Win32/Nymaim заражает систему в два этапа. Попав на компьютер, первый вредоносный файл выполняет скрытую загрузку и запуск второго файла, который, в свою очередь, также может загружать дополнительное вредоносное ПО, а может и просто блокировать ОС для получения выкупа.

В ходе исследования аналитики ESET обнаружили более десятка вариантов экрана блокировки, созданных на разных языках и с различным оформлением, целью которых были пользователи из разных стран Европы и Северной Америки. На данный момент обнаружены экраны блокировки из Австрии, Великобритании, Германии, Ирландии, Испании, Канады, Мексики, Нидерландов, Норвегии, Румынии, Франции и США. (разумеется, этот список не является окончательным).
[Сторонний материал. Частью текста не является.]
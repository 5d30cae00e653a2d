//! In-memory repositories.
//!
//! Used when no database is configured and in tests. Users and posts share
//! one lock so the owned-posts list changes together with the post rows.

use std::collections::HashMap;
use std::sync::Arc;

use async_trait::async_trait;
use chrono::Utc;
use tokio::sync::RwLock;
use uuid::Uuid;

use quill_core::domain::{Post, User};
use quill_core::error::RepoError;
use quill_core::ports::{BaseRepository, PostRepository, UserRepository};

#[derive(Default)]
struct Tables {
    users: HashMap<Uuid, User>,
    posts: HashMap<Uuid, Post>,
}

/// Shared backing store for the in-memory repositories.
#[derive(Clone, Default)]
pub struct InMemoryStore {
    tables: Arc<RwLock<Tables>>,
}

impl InMemoryStore {
    pub fn new() -> Self {
        Self::default()
    }

    pub fn users(&self) -> InMemoryUserRepository {
        InMemoryUserRepository {
            store: self.clone(),
        }
    }

    pub fn posts(&self) -> InMemoryPostRepository {
        InMemoryPostRepository {
            store: self.clone(),
        }
    }
}

/// In-memory user repository.
pub struct InMemoryUserRepository {
    store: InMemoryStore,
}

/// In-memory post repository.
pub struct InMemoryPostRepository {
    store: InMemoryStore,
}

fn email_taken(tables: &Tables, email: &str, except: Uuid) -> bool {
    tables
        .users
        .values()
        .any(|u| u.id != except && u.email == email)
}

#[async_trait]
impl BaseRepository<User, Uuid> for InMemoryUserRepository {
    async fn find_by_id(&self, id: Uuid) -> Result<Option<User>, RepoError> {
        Ok(self.store.tables.read().await.users.get(&id).cloned())
    }

    async fn insert(&self, user: User) -> Result<User, RepoError> {
        let mut tables = self.store.tables.write().await;

        if tables.users.contains_key(&user.id) {
            return Err(RepoError::Constraint("user id already exists".to_string()));
        }
        if email_taken(&tables, &user.email, user.id) {
            return Err(RepoError::Constraint("email already exists".to_string()));
        }

        tables.users.insert(user.id, user.clone());
        Ok(user)
    }

    async fn update(&self, user: User) -> Result<User, RepoError> {
        let mut tables = self.store.tables.write().await;

        if !tables.users.contains_key(&user.id) {
            return Err(RepoError::NotFound);
        }
        if email_taken(&tables, &user.email, user.id) {
            return Err(RepoError::Constraint("email already exists".to_string()));
        }

        tables.users.insert(user.id, user.clone());
        Ok(user)
    }

    async fn delete(&self, id: Uuid) -> Result<(), RepoError> {
        let mut tables = self.store.tables.write().await;

        tables.users.remove(&id).ok_or(RepoError::NotFound)?;
        // Mirrors the ON DELETE CASCADE of the posts table.
        tables.posts.retain(|_, p| p.creator_id != id);

        Ok(())
    }
}

#[async_trait]
impl UserRepository for InMemoryUserRepository {
    async fn find_by_email(&self, email: &str) -> Result<Option<User>, RepoError> {
        let tables = self.store.tables.read().await;

        Ok(tables.users.values().find(|u| u.email == email).cloned())
    }

    async fn find_by_ids(&self, ids: &[Uuid]) -> Result<Vec<User>, RepoError> {
        let tables = self.store.tables.read().await;

        Ok(ids
            .iter()
            .filter_map(|id| tables.users.get(id).cloned())
            .collect())
    }

    async fn update_status(&self, id: Uuid, status: &str) -> Result<(), RepoError> {
        let mut tables = self.store.tables.write().await;

        let user = tables.users.get_mut(&id).ok_or(RepoError::NotFound)?;
        user.status = status.to_string();
        user.updated_at = Utc::now();

        Ok(())
    }
}

#[async_trait]
impl BaseRepository<Post, Uuid> for InMemoryPostRepository {
    async fn find_by_id(&self, id: Uuid) -> Result<Option<Post>, RepoError> {
        Ok(self.store.tables.read().await.posts.get(&id).cloned())
    }

    async fn insert(&self, post: Post) -> Result<Post, RepoError> {
        let mut tables = self.store.tables.write().await;

        if tables.posts.contains_key(&post.id) {
            return Err(RepoError::Constraint("post id already exists".to_string()));
        }
        if !tables.users.contains_key(&post.creator_id) {
            return Err(RepoError::Constraint("creator does not exist".to_string()));
        }

        tables.posts.insert(post.id, post.clone());
        Ok(post)
    }

    async fn update(&self, post: Post) -> Result<Post, RepoError> {
        let mut tables = self.store.tables.write().await;

        match tables.posts.get_mut(&post.id) {
            Some(existing) => {
                *existing = post.clone();
                Ok(post)
            }
            None => Err(RepoError::NotFound),
        }
    }

    async fn delete(&self, id: Uuid) -> Result<(), RepoError> {
        let mut tables = self.store.tables.write().await;

        tables.posts.remove(&id).map(|_| ()).ok_or(RepoError::NotFound)
    }
}

#[async_trait]
impl PostRepository for InMemoryPostRepository {
    async fn count(&self) -> Result<u64, RepoError> {
        Ok(self.store.tables.read().await.posts.len() as u64)
    }

    async fn find_page(&self, offset: u64, limit: u64) -> Result<Vec<Post>, RepoError> {
        let tables = self.store.tables.read().await;

        let mut posts: Vec<Post> = tables.posts.values().cloned().collect();
        posts.sort_by(|a, b| b.created_at.cmp(&a.created_at).then(b.id.cmp(&a.id)));

        Ok(posts
            .into_iter()
            .skip(usize::try_from(offset).unwrap_or(usize::MAX))
            .take(usize::try_from(limit).unwrap_or(usize::MAX))
            .collect())
    }

    async fn insert_for_creator(&self, post: Post) -> Result<Post, RepoError> {
        let mut tables = self.store.tables.write().await;

        if tables.posts.contains_key(&post.id) {
            return Err(RepoError::Constraint("post id already exists".to_string()));
        }
        let owner = tables
            .users
            .get_mut(&post.creator_id)
            .ok_or(RepoError::NotFound)?;
        owner.posts.push(post.id);

        tables.posts.insert(post.id, post.clone());
        Ok(post)
    }

    async fn delete_for_creator(&self, post: &Post) -> Result<(), RepoError> {
        let mut tables = self.store.tables.write().await;

        tables.posts.remove(&post.id).ok_or(RepoError::NotFound)?;
        if let Some(owner) = tables.users.get_mut(&post.creator_id) {
            owner.posts.retain(|id| *id != post.id);
        }

        Ok(())
    }
}

#[cfg(test)]
mod tests {
    use chrono::Duration;

    use super::*;

    fn user(email: &str) -> User {
        User::new(email.to_string(), "hash".to_string(), "Tester".to_string())
    }

    fn new_post(creator_id: Uuid, title: &str) -> Post {
        Post::new(
            creator_id,
            title.to_string(),
            "Content".to_string(),
            "images/a.png".to_string(),
        )
    }

    #[tokio::test]
    async fn test_user_email_is_unique() {
        let store = InMemoryStore::new();
        let users = store.users();

        users.insert(user("a@x.com")).await.unwrap();
        let result = users.insert(user("a@x.com")).await;

        assert!(matches!(result, Err(RepoError::Constraint(_))));
        assert!(users.find_by_email("a@x.com").await.unwrap().is_some());
    }

    #[tokio::test]
    async fn test_insert_and_delete_for_creator_keep_list_in_sync() {
        let store = InMemoryStore::new();
        let users = store.users();
        let posts = store.posts();
        let owner = users.insert(user("a@x.com")).await.unwrap();

        let post = new_post(owner.id, "Title");
        posts.insert_for_creator(post.clone()).await.unwrap();

        let owner_after = users.find_by_id(owner.id).await.unwrap().unwrap();
        assert_eq!(owner_after.posts, vec![post.id]);

        posts.delete_for_creator(&post).await.unwrap();

        let owner_after = users.find_by_id(owner.id).await.unwrap().unwrap();
        assert!(owner_after.posts.is_empty());
        assert!(posts.find_by_id(post.id).await.unwrap().is_none());
    }

    #[tokio::test]
    async fn test_insert_for_missing_creator_fails() {
        let store = InMemoryStore::new();
        let post = new_post(Uuid::new_v4(), "Title");

        let result = store.posts().insert_for_creator(post).await;

        assert!(matches!(result, Err(RepoError::NotFound)));
        assert_eq!(store.posts().count().await.unwrap(), 0);
    }

    #[tokio::test]
    async fn test_find_page_is_newest_first() {
        let store = InMemoryStore::new();
        let owner = store.users().insert(user("a@x.com")).await.unwrap();
        let posts = store.posts();
        let now = Utc::now();

        let mut ids = Vec::new();
        for minutes in 0..3 {
            let mut post = new_post(owner.id, &format!("Post {minutes}"));
            post.created_at = now + Duration::minutes(minutes);
            ids.push(post.id);
            posts.insert_for_creator(post).await.unwrap();
        }

        let first = posts.find_page(0, 2).await.unwrap();
        let second = posts.find_page(2, 2).await.unwrap();

        let ids_of = |page: &[Post]| page.iter().map(|p| p.id).collect::<Vec<_>>();
        assert_eq!(ids_of(&first), vec![ids[2], ids[1]]);
        assert_eq!(ids_of(&second), vec![ids[0]]);
        assert!(posts.find_page(u64::MAX, 2).await.unwrap().is_empty());
    }

    #[tokio::test]
    async fn test_update_status_keeps_owned_posts() {
        let store = InMemoryStore::new();
        let users = store.users();
        let owner = users.insert(user("a@x.com")).await.unwrap();
        let created = store
            .posts()
            .insert_for_creator(new_post(owner.id, "Title"))
            .await
            .unwrap();

        users.update_status(owner.id, "Busy").await.unwrap();

        let owner_after = users.find_by_id(owner.id).await.unwrap().unwrap();
        assert_eq!(owner_after.status, "Busy");
        assert_eq!(owner_after.posts, vec![created.id]);

        let missing = users.update_status(Uuid::new_v4(), "Busy").await;
        assert!(matches!(missing, Err(RepoError::NotFound)));
    }

    #[tokio::test]
    async fn test_deleting_user_cascades_posts() {
        let store = InMemoryStore::new();
        let owner = store.users().insert(user("a@x.com")).await.unwrap();
        let post = new_post(owner.id, "Title");
        store.posts().insert_for_creator(post).await.unwrap();

        store.users().delete(owner.id).await.unwrap();

        assert_eq!(store.posts().count().await.unwrap(), 0);
    }
}
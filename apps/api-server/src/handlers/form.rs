//! Post form decoding: multipart uploads or a JSON body.

use actix_multipart::{Field, Multipart};
use actix_web::{HttpRequest, http::header, web};
use bytes::BytesMut;
use futures::StreamExt;

use quill_core::ports::ImageUpload;
use quill_core::services::{ImageSource, PostInput};
use quill_shared::dto::PostJsonRequest;

use crate::middleware::error::{AppError, AppResult};

/// Upper bound for text fields and JSON bodies.
const TEXT_LIMIT: usize = 64 * 1024;

/// A decoded create/update post body.
#[derive(Debug)]
pub struct PostForm {
    pub input: PostInput,
    pub image: ImageSource,
}

/// Decode a post body from `multipart/form-data` or `application/json`.
///
/// In multipart bodies `image` is either a file part or a text part holding
/// the post's current image path.
pub async fn read_post_form(
    req: &HttpRequest,
    payload: web::Payload,
    max_image_bytes: usize,
) -> AppResult<PostForm> {
    let content_type = req
        .headers()
        .get(header::CONTENT_TYPE)
        .and_then(|v| v.to_str().ok())
        .unwrap_or_default()
        .to_ascii_lowercase();

    if content_type.starts_with("multipart/form-data") {
        read_multipart(req, payload, max_image_bytes).await
    } else if content_type.starts_with("application/json") {
        read_json(payload).await
    } else {
        Err(AppError::malformed(format!(
            "unsupported content type '{content_type}'"
        )))
    }
}

async fn read_multipart(
    req: &HttpRequest,
    payload: web::Payload,
    max_image_bytes: usize,
) -> AppResult<PostForm> {
    let mut multipart = Multipart::new(req.headers(), payload);

    let mut title = String::new();
    let mut content = String::new();
    let mut image = ImageSource::Missing;

    while let Some(field) = multipart.next().await {
        let mut field = field.map_err(AppError::malformed)?;
        let name = field.name().unwrap_or_default().to_string();

        let file_name = field
            .content_disposition()
            .and_then(|cd| cd.get_filename())
            .map(str::to_string);

        match (name.as_str(), file_name) {
            ("image", Some(file_name)) => {
                let content_type = field
                    .content_type()
                    .map(|mime| mime.essence_str().to_string())
                    .unwrap_or_default();
                let data = read_field(&mut field, max_image_bytes, "image").await?;

                tracing::debug!(%file_name, %content_type, bytes = data.len(), "Received image");
                image =
                    ImageSource::Upload(ImageUpload::new(file_name, content_type, data.freeze()));
            }
            ("image", None) => {
                let text = read_text(&mut field, "image").await?;
                if !text.trim().is_empty() {
                    image = ImageSource::Existing(text.trim().to_string());
                }
            }
            ("title", _) => title = read_text(&mut field, "title").await?,
            ("content", _) => content = read_text(&mut field, "content").await?,
            _ => {
                // Unknown parts are drained and dropped
                read_field(&mut field, TEXT_LIMIT, &name).await?;
            }
        }
    }

    Ok(PostForm {
        input: PostInput::new(&title, &content),
        image,
    })
}

async fn read_json(mut payload: web::Payload) -> AppResult<PostForm> {
    let mut body = BytesMut::new();
    while let Some(chunk) = payload.next().await {
        let chunk = chunk.map_err(AppError::malformed)?;
        if body.len() + chunk.len() > TEXT_LIMIT {
            return Err(AppError::malformed("JSON body too large"));
        }
        body.extend_from_slice(&chunk);
    }

    let req: PostJsonRequest = serde_json::from_slice(&body).map_err(AppError::malformed)?;

    let image = match req.image {
        Some(path) if !path.trim().is_empty() => ImageSource::Existing(path.trim().to_string()),
        _ => ImageSource::Missing,
    };

    Ok(PostForm {
        input: PostInput::new(&req.title, &req.content),
        image,
    })
}

async fn read_field(field: &mut Field, limit: usize, name: &str) -> AppResult<BytesMut> {
    let mut data = BytesMut::new();
    while let Some(chunk) = field.next().await {
        let chunk = chunk.map_err(AppError::malformed)?;
        if data.len() + chunk.len() > limit {
            return Err(AppError::invalid_field(
                name,
                format!("Must not exceed {limit} bytes."),
            ));
        }
        data.extend_from_slice(&chunk);
    }
    Ok(data)
}

async fn read_text(field: &mut Field, name: &str) -> AppResult<String> {
    let data = read_field(field, TEXT_LIMIT, name).await?;
    String::from_utf8(data.to_vec()).map_err(AppError::malformed)
}
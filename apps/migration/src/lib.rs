//! Schema migrations for users and posts.

pub use sea_orm_migration::prelude::*;

mod m20240101_000001_create_users_and_posts;

pub struct Migrator;

#[async_trait::async_trait]
impl MigratorTrait for Migrator {
    fn migrations() -> Vec<Box<dyn MigrationTrait>> {
        vec![Box::new(m20240101_000001_create_users_and_posts::Migration)]
    }
}
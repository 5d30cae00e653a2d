//! HTTP handlers and route configuration.

mod auth;
mod feed;
mod form;
mod health;


use actix_web::web;

use crate::middleware::error::{json_error_handler, query_error_handler};

#[cfg(feature = "websocket")]
pub(crate) use feed::post_response;

/// Configure all application routes and body decoding.
pub fn configure_routes(cfg: &mut web::ServiceConfig) {
    cfg.app_data(web::JsonConfig::default().error_handler(json_error_handler))
        .app_data(web::QueryConfig::default().error_handler(query_error_handler))
        // Public routes
        .route("/health", web::get().to(health::health_check))
        // Auth routes
        .service(
            web::scope("/auth")
                .route("/signup", web::put().to(auth::signup))
                .route("/signup", web::post().to(auth::signup))
                .route("/login", web::post().to(auth::login))
                .route("/status", web::get().to(auth::get_status))
                .route("/status", web::patch().to(auth::update_status))
                .route("/status", web::put().to(auth::update_status)),
        )
        // Feed routes
        .service(
            web::scope("/feed")
                .route("/posts", web::get().to(feed::list_posts))
                .route("/post", web::post().to(feed::create_post))
                .route("/post/{post_id}", web::get().to(feed::get_post))
                .route("/post/{post_id}", web::put().to(feed::update_post))
                .route("/post/{post_id}", web::delete().to(feed::delete_post)),
        );
}
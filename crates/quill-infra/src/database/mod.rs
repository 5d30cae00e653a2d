//! Persistence: SeaORM/PostgreSQL repositories and the in-memory fallback.

pub mod memory;

#[cfg(feature = "postgres")]
mod connections;
#[cfg(feature = "postgres")]
mod postgres_base;
#[cfg(feature = "postgres")]
pub mod postgres_repo;

#[cfg(feature = "postgres")]
pub mod entity;

pub use memory::{InMemoryPostRepository, InMemoryStore, InMemoryUserRepository};

#[cfg(feature = "postgres")]
pub use connections::{DatabaseConfig, DatabaseConnections};
#[cfg(feature = "postgres")]
pub use postgres_repo::{PostgresPostRepository, PostgresUserRepository};
//! Authentication ports.

use uuid::Uuid;

/// Claims carried by an issued token.
#[derive(Debug, Clone)]
pub struct TokenClaims {
    pub user_id: Uuid,
    pub email: String,
    pub exp: i64,
}

/// Token service trait for signed, time-boxed bearer tokens.
pub trait TokenService: Send + Sync {
    /// Generate an access token for a user.
    fn generate_token(&self, user_id: Uuid, email: &str) -> Result<String, AuthError>;

    /// Validate and decode a token.
    fn validate_token(&self, token: &str) -> Result<TokenClaims, AuthError>;

    /// Lifetime of issued tokens.
    fn expiration_seconds(&self) -> i64;
}

/// Password hashing service.
pub trait PasswordService: Send + Sync {
    /// Hash a plain text password.
    fn hash(&self, password: &str) -> Result<String, AuthError>;

    /// Verify a password against a hash.
    fn verify(&self, password: &str, hash: &str) -> Result<bool, AuthError>;
}

/// Authentication errors.
#[derive(Debug, thiserror::Error)]
pub enum AuthError {
    #[error("Token expired")]
    TokenExpired,

    #[error("Invalid token: {0}")]
    InvalidToken(String),

    #[error("Hashing error: {0}")]
    HashingError(String),
}
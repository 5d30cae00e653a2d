//! User entity for SeaORM.

use sea_orm::Set;
use sea_orm::entity::prelude::*;

#[derive(Clone, Debug, PartialEq, Eq, DeriveEntityModel)]
#[sea_orm(table_name = "users")]
pub struct Model {
    #[sea_orm(primary_key, auto_increment = false)]
    pub id: Uuid,
    #[sea_orm(unique)]
    pub email: String,
    pub password_hash: String,
    pub name: String,
    pub status: String,
    /// Owned post ids, stored as `uuid[]`.
    pub posts: Vec<Uuid>,
    pub created_at: DateTimeWithTimeZone,
    pub updated_at: DateTimeWithTimeZone,
}

#[derive(Copy, Clone, Debug, EnumIter, DeriveRelation)]
pub enum Relation {
    #[sea_orm(has_many = "super::post::Entity")]
    Post,
}

impl Related<super::post::Entity> for Entity {
    fn to() -> RelationDef {
        Relation::Post.def()
    }
}

impl ActiveModelBehavior for ActiveModel {}

/// Conversion from SeaORM Model to Domain User.
impl From<Model> for quill_core::domain::User {
    fn from(model: Model) -> Self {
        Self {
            id: model.id,
            email: model.email,
            password_hash: model.password_hash,
            name: model.name,
            status: model.status,
            posts: model.posts,
            created_at: model.created_at.into(),
            updated_at: model.updated_at.into(),
        }
    }
}

/// Conversion from Domain User to SeaORM ActiveModel.
impl From<quill_core::domain::User> for ActiveModel {
    fn from(user: quill_core::domain::User) -> Self {
        Self {
            id: Set(user.id),
            email: Set(user.email),
            password_hash: Set(user.password_hash),
            name: Set(user.name),
            status: Set(user.status),
            posts: Set(user.posts),
            created_at: Set(user.created_at.into()),
            updated_at: Set(user.updated_at.into()),
        }
    }
}
//! JWT token service implementation.

use chrono::{TimeDelta, Utc};
use jsonwebtoken::errors::ErrorKind;
use jsonwebtoken::{Algorithm, DecodingKey, EncodingKey, Header, Validation, decode, encode};
use serde::{Deserialize, Serialize};
use uuid::Uuid;

use quill_core::ports::{AuthError, TokenClaims, TokenService};

const DEV_SECRET: &str = "change-me-in-production";

/// JWT token service configuration.
#[derive(Debug, Clone)]
pub struct JwtConfig {
    pub secret: String,
    pub expiration_hours: i64,
    pub issuer: String,
}

impl Default for JwtConfig {
    fn default() -> Self {
        Self {
            secret: DEV_SECRET.to_string(),
            expiration_hours: 1,
            issuer: "quill-api".to_string(),
        }
    }
}

impl JwtConfig {
    pub fn from_env() -> Self {
        let secret = std::env::var("JWT_SECRET").unwrap_or_else(|_| DEV_SECRET.to_string());

        if secret == DEV_SECRET {
            let is_production = std::env::var("RUST_ENV")
                .map(|v| v == "production" || v == "prod")
                .unwrap_or(false);

            if is_production {
                tracing::error!(
                    "SECURITY: Using default JWT secret in production! \
                     Set JWT_SECRET environment variable."
                );
            } else {
                tracing::warn!("Using default JWT secret. Set JWT_SECRET for production use.");
            }
        }

        let defaults = Self::default();
        Self {
            secret,
            expiration_hours: std::env::var("JWT_EXPIRATION_HOURS")
                .ok()
                .and_then(|s| s.parse().ok())
                .filter(|h: &i64| *h > 0)
                .unwrap_or(defaults.expiration_hours),
            issuer: std::env::var("JWT_ISSUER").unwrap_or(defaults.issuer),
        }
    }
}

/// Registered claims every token must carry.
const REQUIRED_CLAIMS: [&str; 3] = ["exp", "sub", "iss"];

/// Internal JWT claims structure for serialization.
#[derive(Debug, Serialize, Deserialize)]
struct Claims {
    sub: Uuid,
    email: String,
    exp: i64,
    iat: i64,
    iss: String,
}

impl Claims {
    fn issue(user_id: Uuid, email: &str, config: &JwtConfig) -> Self {
        let now = Utc::now();
        Self {
            sub: user_id,
            email: email.to_string(),
            exp: (now + TimeDelta::hours(config.expiration_hours)).timestamp(),
            iat: now.timestamp(),
            iss: config.issuer.clone(),
        }
    }
}

impl From<Claims> for TokenClaims {
    fn from(claims: Claims) -> Self {
        Self {
            user_id: claims.sub,
            email: claims.email,
            exp: claims.exp,
        }
    }
}

/// JWT-based token service (HS256).
pub struct JwtTokenService {
    encoding_key: EncodingKey,
    decoding_key: DecodingKey,
    validation: Validation,
    config: JwtConfig,
}

impl JwtTokenService {
    pub fn new(config: JwtConfig) -> Self {
        let mut validation = Validation::new(Algorithm::HS256);
        validation.set_issuer(&[&config.issuer]);
        validation.set_required_spec_claims(&REQUIRED_CLAIMS);
        // Tokens expire exactly at `exp`
        validation.leeway = 0;

        Self {
            encoding_key: EncodingKey::from_secret(config.secret.as_bytes()),
            decoding_key: DecodingKey::from_secret(config.secret.as_bytes()),
            validation,
            config,
        }
    }
}

impl TokenService for JwtTokenService {
    fn generate_token(&self, user_id: Uuid, email: &str) -> Result<String, AuthError> {
        let claims = Claims::issue(user_id, email, &self.config);

        encode(&Header::new(Algorithm::HS256), &claims, &self.encoding_key)
            .map_err(|e| AuthError::InvalidToken(e.to_string()))
    }

    fn validate_token(&self, token: &str) -> Result<TokenClaims, AuthError> {
        decode::<Claims>(token, &self.decoding_key, &self.validation)
            .map(|data| data.claims.into())
            .map_err(|e| match e.kind() {
                ErrorKind::ExpiredSignature => AuthError::TokenExpired,
                _ => AuthError::InvalidToken(e.to_string()),
            })
    }

    fn expiration_seconds(&self) -> i64 {
        TimeDelta::hours(self.config.expiration_hours).num_seconds()
    }
}

#[cfg(test)]
mod tests {
    use super::*;

    fn test_config() -> JwtConfig {
        JwtConfig {
            secret: "test-secret-key".to_string(),
            expiration_hours: 1,
            issuer: "test-issuer".to_string(),
        }
    }

    #[test]
    fn test_token_carries_user_and_expiry() {
        let service = JwtTokenService::new(test_config());
        let user_id = Uuid::new_v4();

        let token = service.generate_token(user_id, "a@x.com").unwrap();
        let claims = service.validate_token(&token).unwrap();

        assert_eq!(claims.user_id, user_id);
        assert_eq!(claims.email, "a@x.com");
        assert!(claims.exp > Utc::now().timestamp());
        assert!(claims.exp <= Utc::now().timestamp() + 3600);
    }

    #[test]
    fn test_garbage_is_rejected() {
        let service = JwtTokenService::new(test_config());

        let result = service.validate_token("invalid-token");

        assert!(matches!(result, Err(AuthError::InvalidToken(_))));
    }

    #[test]
    fn test_foreign_signature_is_rejected() {
        let forger = JwtTokenService::new(JwtConfig {
            secret: "other-secret".to_string(),
            ..test_config()
        });
        let service = JwtTokenService::new(test_config());

        let token = forger.generate_token(Uuid::new_v4(), "a@x.com").unwrap();

        assert!(matches!(
            service.validate_token(&token),
            Err(AuthError::InvalidToken(_))
        ));
    }

    #[test]
    fn test_other_issuer_is_rejected() {
        let other = JwtTokenService::new(JwtConfig {
            issuer: "someone-else".to_string(),
            ..test_config()
        });
        let service = JwtTokenService::new(test_config());

        let token = other.generate_token(Uuid::new_v4(), "a@x.com").unwrap();

        assert!(service.validate_token(&token).is_err());
    }

    #[test]
    fn test_expired_token_is_reported_as_expired() {
        let service = JwtTokenService::new(JwtConfig {
            expiration_hours: -2,
            ..test_config()
        });

        let token = service.generate_token(Uuid::new_v4(), "a@x.com").unwrap();

        assert!(matches!(
            service.validate_token(&token),
            Err(AuthError::TokenExpired)
        ));
    }

    #[test]
    fn test_default_lifetime_is_one_hour() {
        let service = JwtTokenService::new(JwtConfig::default());

        assert_eq!(service.expiration_seconds(), 3600);
    }
}
//! Post notifier implementations.

mod broadcast;

pub use broadcast::BroadcastNotifier;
Интересно, что стоимость выкупа отличается для разных стран. В большинстве из найденных экранов блокировки цена выкупа – около 150 долл., но пользователей из США просят заплатить за разблокировку уже 300 долл.; в Румынии же зараженный пользователь может отделаться суммой 100 евро, т.е. около 135 долл.

Вся активность трояна Win32/Nymaim осуществляется в рамках кампании по распространению злонамеренного ПО, в процессе которой вредоносные Apache-модули заражают легальные Web-сервера, что приводит к перенаправлению пользователей на вредоносные сайты. Эта кампания, называемая The Home Campaign, продолжается с февраля 2011 г. По данным независимых исследований, за это время злоумышленники заразили почти 3 млн компьютеров.

Как подчеркивают в ESET, обновленные персональные продукты NOD32 Антивирус и NOD32 Smart Security обеспечивают защиту ПК от угроз, подобных Win32/Nymaim, благодаря усовершенствованным механизмам детектирования.